Count the lines in the records that hold the string "header". Only the number should be given.

○ ○ ○

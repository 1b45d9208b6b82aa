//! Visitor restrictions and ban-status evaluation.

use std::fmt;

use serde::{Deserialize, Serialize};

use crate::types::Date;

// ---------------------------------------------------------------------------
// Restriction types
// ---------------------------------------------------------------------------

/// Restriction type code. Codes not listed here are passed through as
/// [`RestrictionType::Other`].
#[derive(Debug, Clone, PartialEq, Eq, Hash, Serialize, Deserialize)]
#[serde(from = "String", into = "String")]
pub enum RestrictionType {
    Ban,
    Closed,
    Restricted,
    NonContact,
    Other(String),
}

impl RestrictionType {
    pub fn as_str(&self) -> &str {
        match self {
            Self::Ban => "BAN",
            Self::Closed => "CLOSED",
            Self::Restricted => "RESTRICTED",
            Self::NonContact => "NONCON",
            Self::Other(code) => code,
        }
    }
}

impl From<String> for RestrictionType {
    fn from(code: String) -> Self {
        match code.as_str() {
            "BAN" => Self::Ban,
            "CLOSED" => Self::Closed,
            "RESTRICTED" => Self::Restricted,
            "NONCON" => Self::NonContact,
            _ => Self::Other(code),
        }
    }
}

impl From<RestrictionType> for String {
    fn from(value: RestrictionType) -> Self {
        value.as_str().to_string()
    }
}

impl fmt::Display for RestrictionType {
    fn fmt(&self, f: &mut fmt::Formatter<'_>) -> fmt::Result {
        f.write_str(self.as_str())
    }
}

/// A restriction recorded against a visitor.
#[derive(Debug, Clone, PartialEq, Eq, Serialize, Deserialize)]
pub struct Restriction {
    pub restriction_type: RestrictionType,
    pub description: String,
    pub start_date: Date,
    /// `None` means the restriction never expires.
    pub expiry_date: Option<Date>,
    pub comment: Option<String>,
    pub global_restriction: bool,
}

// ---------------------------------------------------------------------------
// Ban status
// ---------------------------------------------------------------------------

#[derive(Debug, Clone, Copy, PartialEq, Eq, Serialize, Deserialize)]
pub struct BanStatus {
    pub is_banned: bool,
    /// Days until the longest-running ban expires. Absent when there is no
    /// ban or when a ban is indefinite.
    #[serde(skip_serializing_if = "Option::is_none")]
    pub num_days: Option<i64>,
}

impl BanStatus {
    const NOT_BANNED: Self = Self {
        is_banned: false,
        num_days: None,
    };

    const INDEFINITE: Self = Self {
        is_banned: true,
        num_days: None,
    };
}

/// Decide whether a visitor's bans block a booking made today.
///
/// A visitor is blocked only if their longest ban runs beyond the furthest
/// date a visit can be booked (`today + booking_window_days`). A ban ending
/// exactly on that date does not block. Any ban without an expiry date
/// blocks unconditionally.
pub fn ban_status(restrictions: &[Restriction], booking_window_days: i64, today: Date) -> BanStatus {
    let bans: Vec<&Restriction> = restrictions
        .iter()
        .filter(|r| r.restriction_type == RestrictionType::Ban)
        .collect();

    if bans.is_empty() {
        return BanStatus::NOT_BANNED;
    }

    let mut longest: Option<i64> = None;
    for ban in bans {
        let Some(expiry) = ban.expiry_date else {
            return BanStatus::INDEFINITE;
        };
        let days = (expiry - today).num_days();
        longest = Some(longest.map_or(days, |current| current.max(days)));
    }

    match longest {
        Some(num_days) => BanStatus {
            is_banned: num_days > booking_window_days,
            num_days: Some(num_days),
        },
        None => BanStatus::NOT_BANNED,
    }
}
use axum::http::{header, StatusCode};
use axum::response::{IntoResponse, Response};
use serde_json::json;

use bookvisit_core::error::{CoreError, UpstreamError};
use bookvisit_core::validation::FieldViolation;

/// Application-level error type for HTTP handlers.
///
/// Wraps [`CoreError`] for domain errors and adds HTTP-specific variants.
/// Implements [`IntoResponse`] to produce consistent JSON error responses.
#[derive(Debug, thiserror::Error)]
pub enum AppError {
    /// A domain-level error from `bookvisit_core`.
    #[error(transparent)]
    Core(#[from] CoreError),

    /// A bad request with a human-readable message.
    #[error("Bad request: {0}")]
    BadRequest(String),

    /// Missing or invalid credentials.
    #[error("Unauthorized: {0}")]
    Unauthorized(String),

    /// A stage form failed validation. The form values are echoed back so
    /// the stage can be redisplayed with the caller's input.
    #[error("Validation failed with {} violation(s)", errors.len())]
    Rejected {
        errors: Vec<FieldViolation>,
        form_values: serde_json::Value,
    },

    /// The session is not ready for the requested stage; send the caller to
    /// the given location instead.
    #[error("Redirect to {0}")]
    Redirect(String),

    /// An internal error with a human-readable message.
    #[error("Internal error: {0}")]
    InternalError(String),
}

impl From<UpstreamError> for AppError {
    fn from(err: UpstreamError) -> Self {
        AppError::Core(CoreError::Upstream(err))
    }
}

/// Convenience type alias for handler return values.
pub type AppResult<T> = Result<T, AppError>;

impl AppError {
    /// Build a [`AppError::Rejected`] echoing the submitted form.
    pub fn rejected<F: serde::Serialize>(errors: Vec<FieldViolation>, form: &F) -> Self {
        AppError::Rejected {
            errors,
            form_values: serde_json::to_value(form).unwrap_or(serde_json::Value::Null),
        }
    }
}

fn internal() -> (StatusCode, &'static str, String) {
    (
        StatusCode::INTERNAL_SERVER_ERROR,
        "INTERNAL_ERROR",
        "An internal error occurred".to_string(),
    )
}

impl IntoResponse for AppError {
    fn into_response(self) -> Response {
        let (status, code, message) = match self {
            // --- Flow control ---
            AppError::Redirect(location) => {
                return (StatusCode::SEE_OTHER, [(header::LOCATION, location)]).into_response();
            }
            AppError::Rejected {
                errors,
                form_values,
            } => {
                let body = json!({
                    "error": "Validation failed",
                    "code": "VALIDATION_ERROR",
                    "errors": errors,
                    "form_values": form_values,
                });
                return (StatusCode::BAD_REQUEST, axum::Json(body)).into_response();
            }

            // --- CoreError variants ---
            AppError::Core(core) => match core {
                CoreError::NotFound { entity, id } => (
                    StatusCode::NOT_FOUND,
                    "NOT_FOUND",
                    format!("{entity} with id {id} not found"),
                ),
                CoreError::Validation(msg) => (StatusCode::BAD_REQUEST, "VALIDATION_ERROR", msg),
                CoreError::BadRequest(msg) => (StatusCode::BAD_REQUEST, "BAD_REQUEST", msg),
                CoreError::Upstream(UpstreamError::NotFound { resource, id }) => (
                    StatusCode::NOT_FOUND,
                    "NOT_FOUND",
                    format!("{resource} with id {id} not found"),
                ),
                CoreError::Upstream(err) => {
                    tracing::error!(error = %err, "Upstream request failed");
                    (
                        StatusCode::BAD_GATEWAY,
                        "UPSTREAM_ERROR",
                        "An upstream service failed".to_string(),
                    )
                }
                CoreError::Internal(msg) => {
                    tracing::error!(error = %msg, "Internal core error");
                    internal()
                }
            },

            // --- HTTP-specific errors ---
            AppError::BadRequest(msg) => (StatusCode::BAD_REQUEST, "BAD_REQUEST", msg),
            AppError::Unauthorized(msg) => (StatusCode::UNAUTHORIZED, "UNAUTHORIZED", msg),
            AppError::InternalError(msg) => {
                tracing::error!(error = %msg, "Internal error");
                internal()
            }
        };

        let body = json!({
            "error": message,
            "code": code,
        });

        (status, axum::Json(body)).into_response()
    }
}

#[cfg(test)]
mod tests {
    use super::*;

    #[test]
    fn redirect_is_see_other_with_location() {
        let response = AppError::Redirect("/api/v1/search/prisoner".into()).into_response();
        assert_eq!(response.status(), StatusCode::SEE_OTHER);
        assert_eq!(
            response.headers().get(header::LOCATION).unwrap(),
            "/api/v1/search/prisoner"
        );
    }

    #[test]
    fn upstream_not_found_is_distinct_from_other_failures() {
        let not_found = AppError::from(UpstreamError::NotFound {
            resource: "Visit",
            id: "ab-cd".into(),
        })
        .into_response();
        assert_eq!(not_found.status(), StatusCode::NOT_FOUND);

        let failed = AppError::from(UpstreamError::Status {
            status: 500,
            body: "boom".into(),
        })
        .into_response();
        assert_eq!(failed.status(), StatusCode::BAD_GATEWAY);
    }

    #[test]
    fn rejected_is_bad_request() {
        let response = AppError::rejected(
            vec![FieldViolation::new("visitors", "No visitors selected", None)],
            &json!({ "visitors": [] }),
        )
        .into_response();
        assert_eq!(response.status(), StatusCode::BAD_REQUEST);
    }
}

○ ○ ○

# YOUR SOLUTION
3